▸ **What is expected**: Which lines have the string "Logger"? Copy all of them from the entries below.

*** Records provided

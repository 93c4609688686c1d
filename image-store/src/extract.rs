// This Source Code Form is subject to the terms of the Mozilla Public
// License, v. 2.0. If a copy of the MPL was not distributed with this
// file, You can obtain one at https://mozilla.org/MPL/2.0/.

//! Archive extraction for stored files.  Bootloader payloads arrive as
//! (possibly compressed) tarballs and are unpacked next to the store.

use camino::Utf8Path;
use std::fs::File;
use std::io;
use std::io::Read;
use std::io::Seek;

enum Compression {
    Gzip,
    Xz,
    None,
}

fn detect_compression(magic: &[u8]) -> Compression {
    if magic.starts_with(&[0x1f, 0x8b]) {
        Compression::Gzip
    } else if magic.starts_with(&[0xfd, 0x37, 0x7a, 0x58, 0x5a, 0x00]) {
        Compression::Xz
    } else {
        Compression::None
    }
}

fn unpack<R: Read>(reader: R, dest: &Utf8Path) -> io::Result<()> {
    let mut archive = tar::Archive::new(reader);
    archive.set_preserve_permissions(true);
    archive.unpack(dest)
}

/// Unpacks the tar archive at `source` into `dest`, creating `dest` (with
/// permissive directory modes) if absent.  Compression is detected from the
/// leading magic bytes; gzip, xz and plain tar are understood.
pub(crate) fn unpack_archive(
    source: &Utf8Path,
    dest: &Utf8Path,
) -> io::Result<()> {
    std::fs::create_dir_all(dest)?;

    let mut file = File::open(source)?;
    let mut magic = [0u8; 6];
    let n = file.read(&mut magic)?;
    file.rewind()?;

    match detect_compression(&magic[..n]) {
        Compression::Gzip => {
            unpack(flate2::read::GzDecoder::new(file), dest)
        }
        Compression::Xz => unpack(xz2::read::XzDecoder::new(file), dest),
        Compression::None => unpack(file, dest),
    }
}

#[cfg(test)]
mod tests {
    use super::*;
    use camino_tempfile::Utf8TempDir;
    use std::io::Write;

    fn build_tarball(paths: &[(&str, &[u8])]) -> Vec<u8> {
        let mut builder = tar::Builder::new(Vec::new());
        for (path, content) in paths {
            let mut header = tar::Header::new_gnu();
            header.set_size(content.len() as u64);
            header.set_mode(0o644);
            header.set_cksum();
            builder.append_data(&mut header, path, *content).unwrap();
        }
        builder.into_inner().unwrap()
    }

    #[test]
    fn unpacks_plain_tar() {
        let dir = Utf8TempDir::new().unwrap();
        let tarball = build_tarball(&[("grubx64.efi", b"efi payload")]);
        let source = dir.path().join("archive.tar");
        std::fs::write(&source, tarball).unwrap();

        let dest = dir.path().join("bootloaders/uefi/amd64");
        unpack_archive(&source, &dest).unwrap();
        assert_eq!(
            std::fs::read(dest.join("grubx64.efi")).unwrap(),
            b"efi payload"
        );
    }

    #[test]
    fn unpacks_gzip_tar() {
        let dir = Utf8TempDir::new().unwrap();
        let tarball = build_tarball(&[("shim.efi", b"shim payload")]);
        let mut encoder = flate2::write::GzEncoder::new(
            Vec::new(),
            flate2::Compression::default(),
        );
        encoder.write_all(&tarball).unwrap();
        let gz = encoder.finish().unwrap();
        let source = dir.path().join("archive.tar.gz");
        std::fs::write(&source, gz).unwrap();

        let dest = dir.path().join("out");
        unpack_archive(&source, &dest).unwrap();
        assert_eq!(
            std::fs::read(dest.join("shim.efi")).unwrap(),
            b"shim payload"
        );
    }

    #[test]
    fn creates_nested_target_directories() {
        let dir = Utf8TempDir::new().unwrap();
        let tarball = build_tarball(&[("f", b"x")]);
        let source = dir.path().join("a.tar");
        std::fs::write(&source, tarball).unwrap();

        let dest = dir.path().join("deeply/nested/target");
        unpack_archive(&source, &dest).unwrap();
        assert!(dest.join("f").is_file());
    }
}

******
*** Records provided

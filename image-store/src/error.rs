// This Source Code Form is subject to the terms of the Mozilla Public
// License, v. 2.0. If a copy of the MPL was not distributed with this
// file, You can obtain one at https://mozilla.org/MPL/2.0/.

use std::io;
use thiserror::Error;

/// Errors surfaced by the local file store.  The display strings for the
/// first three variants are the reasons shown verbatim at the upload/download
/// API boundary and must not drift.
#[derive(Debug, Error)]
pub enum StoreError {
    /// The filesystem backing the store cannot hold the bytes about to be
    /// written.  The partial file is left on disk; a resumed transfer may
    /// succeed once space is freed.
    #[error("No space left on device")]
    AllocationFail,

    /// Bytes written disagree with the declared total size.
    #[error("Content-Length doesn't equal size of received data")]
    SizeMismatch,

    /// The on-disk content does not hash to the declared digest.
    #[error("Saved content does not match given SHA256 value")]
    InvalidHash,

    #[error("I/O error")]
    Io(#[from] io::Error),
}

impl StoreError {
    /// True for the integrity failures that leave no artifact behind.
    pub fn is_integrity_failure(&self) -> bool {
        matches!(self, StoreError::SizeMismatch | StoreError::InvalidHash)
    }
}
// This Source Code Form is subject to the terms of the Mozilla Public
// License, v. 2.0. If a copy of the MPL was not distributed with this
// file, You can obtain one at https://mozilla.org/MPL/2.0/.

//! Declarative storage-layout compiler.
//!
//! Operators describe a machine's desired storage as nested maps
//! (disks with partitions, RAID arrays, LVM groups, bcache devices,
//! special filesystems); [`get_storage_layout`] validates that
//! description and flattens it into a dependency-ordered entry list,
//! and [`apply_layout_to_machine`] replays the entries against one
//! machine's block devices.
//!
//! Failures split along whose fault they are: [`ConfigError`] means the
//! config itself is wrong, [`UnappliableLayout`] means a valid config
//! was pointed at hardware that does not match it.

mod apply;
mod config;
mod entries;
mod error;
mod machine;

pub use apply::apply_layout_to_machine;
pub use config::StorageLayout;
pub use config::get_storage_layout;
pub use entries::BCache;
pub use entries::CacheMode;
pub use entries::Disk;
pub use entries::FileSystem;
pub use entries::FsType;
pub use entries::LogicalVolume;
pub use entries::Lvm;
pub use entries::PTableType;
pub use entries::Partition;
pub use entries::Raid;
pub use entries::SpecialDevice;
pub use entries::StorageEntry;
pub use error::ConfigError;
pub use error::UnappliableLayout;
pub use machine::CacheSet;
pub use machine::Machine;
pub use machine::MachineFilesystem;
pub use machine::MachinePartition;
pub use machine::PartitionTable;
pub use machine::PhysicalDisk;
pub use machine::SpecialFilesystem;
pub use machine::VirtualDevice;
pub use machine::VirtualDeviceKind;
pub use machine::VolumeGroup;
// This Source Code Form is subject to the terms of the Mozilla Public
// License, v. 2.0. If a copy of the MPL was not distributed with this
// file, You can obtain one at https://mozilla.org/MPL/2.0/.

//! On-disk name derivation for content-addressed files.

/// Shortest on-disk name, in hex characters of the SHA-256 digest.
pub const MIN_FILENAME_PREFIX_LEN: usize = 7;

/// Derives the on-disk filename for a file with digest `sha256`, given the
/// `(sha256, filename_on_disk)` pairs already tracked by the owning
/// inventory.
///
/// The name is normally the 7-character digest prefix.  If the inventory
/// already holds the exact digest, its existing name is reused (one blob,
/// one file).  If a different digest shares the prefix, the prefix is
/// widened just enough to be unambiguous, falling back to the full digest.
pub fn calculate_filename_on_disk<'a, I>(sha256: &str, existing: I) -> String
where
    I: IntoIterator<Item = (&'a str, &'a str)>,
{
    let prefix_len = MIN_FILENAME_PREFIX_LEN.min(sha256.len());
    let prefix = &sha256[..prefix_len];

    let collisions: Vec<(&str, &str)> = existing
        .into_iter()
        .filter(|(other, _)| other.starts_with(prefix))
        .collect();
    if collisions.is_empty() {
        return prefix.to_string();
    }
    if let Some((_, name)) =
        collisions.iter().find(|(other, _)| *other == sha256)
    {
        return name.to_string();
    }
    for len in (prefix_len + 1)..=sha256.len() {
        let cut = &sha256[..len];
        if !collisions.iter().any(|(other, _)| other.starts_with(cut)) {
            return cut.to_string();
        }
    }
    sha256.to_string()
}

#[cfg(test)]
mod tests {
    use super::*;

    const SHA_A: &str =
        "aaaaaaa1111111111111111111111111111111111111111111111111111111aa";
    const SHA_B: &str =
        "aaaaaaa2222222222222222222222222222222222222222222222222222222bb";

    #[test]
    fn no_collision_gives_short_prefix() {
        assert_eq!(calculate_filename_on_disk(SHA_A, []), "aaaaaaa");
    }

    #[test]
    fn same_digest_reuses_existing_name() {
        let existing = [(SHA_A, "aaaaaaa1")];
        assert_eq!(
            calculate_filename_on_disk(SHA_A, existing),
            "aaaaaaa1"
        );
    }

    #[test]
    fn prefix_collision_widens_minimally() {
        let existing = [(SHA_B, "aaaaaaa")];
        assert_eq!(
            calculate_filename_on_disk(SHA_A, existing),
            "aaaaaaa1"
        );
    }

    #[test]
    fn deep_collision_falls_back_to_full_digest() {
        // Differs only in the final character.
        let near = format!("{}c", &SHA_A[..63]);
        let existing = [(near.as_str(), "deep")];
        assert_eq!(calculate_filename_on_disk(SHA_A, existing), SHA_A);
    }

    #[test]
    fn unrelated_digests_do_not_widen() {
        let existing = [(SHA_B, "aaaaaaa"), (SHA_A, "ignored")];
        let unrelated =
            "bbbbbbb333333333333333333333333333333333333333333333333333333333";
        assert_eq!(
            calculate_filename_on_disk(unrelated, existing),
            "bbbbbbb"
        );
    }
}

******
*** Records provided

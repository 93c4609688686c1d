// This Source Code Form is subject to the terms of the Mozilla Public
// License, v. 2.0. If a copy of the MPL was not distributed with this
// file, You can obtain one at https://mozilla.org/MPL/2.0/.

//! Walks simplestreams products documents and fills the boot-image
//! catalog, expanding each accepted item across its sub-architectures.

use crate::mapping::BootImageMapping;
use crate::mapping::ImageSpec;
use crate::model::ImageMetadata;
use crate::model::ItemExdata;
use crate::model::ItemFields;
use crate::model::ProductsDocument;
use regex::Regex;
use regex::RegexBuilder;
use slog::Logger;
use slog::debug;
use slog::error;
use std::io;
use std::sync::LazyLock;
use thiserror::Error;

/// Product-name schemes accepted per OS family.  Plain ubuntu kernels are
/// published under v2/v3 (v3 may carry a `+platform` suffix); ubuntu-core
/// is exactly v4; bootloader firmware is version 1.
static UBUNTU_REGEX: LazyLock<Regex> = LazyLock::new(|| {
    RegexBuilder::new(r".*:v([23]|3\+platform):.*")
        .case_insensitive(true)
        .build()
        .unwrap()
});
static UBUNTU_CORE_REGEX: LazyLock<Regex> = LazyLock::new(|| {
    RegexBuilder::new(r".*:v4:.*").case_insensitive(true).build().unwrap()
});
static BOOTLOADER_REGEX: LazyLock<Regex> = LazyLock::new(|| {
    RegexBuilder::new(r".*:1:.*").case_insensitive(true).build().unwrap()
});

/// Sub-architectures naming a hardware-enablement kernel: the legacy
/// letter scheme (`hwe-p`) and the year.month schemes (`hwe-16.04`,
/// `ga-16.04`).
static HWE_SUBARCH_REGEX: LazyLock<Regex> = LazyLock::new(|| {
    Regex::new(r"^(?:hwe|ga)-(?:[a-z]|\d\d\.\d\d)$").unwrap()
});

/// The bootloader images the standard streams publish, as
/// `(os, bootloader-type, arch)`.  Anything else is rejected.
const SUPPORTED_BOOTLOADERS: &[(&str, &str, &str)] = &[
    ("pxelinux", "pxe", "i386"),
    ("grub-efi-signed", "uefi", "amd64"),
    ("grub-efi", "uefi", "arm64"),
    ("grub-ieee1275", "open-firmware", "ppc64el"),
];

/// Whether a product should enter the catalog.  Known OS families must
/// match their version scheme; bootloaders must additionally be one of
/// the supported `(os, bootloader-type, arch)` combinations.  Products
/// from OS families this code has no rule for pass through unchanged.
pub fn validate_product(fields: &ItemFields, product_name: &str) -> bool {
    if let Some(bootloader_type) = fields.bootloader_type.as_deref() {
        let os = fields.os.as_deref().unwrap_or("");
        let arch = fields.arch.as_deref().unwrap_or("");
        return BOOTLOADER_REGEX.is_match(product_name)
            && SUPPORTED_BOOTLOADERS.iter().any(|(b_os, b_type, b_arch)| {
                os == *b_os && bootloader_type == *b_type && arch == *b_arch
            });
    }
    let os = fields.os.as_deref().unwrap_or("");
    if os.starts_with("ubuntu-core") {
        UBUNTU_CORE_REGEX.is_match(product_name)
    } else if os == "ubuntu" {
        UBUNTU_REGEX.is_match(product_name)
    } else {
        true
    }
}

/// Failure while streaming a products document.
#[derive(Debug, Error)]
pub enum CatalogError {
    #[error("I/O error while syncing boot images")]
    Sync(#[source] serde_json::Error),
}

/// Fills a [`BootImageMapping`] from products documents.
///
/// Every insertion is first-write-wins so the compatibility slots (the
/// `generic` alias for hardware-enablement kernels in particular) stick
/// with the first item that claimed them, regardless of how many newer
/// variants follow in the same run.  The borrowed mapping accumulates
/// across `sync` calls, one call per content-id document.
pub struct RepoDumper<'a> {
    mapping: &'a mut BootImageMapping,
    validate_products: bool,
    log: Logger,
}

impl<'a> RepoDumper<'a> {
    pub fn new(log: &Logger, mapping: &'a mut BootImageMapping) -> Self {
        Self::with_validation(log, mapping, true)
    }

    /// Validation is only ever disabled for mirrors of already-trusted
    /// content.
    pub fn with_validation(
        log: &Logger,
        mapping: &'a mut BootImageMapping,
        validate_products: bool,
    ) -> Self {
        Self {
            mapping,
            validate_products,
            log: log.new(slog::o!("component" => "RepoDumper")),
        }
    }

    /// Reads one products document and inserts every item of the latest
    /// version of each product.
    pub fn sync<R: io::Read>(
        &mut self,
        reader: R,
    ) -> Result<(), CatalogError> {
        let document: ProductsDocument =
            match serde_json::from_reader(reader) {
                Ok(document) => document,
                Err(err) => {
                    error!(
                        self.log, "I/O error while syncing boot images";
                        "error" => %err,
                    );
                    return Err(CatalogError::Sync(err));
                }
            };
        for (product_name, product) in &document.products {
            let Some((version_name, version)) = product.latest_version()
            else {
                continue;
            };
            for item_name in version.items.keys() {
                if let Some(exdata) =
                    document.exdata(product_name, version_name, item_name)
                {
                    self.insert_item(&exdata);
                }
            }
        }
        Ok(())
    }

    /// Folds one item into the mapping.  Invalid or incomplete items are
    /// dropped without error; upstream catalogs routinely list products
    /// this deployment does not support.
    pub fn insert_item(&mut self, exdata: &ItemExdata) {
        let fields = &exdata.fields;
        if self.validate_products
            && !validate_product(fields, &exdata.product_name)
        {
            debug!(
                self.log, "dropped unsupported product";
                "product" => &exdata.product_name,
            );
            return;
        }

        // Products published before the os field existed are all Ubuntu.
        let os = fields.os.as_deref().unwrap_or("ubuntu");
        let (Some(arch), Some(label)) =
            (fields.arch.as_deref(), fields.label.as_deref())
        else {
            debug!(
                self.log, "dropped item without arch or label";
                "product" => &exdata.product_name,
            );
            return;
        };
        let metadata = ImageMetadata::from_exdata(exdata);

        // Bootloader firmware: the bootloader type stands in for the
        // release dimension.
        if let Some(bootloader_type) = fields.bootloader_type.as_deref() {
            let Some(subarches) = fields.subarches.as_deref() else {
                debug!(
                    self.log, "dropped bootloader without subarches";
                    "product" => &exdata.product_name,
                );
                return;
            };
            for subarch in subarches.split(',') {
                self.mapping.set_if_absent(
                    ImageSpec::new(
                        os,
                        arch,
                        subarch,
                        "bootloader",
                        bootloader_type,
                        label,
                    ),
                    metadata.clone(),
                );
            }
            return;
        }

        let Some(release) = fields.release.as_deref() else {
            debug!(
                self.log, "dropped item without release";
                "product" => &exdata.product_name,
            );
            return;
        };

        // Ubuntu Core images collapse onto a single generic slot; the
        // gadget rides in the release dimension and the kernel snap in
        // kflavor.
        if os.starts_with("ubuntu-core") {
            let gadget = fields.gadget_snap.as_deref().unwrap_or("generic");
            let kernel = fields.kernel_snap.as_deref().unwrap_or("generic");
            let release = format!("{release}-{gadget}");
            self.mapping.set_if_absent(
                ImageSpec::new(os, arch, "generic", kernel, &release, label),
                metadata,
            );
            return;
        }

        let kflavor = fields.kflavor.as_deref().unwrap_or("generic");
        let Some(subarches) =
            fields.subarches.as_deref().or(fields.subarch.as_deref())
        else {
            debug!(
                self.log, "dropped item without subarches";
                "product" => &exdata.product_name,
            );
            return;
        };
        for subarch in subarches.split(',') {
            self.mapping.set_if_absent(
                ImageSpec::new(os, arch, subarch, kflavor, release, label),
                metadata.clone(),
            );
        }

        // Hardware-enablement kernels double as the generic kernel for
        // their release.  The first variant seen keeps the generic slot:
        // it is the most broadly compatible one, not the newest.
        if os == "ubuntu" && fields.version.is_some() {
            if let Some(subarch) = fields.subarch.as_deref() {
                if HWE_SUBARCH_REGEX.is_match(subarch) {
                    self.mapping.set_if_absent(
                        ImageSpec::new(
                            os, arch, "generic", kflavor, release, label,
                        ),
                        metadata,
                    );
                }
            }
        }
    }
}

******

▸ **Answer to this problem**:
use slog::Logger;
    log: Logger,
    pub fn new(log: &Logger, mapping: &'a mut BootImageMapping) -> Self {
        log: &Logger,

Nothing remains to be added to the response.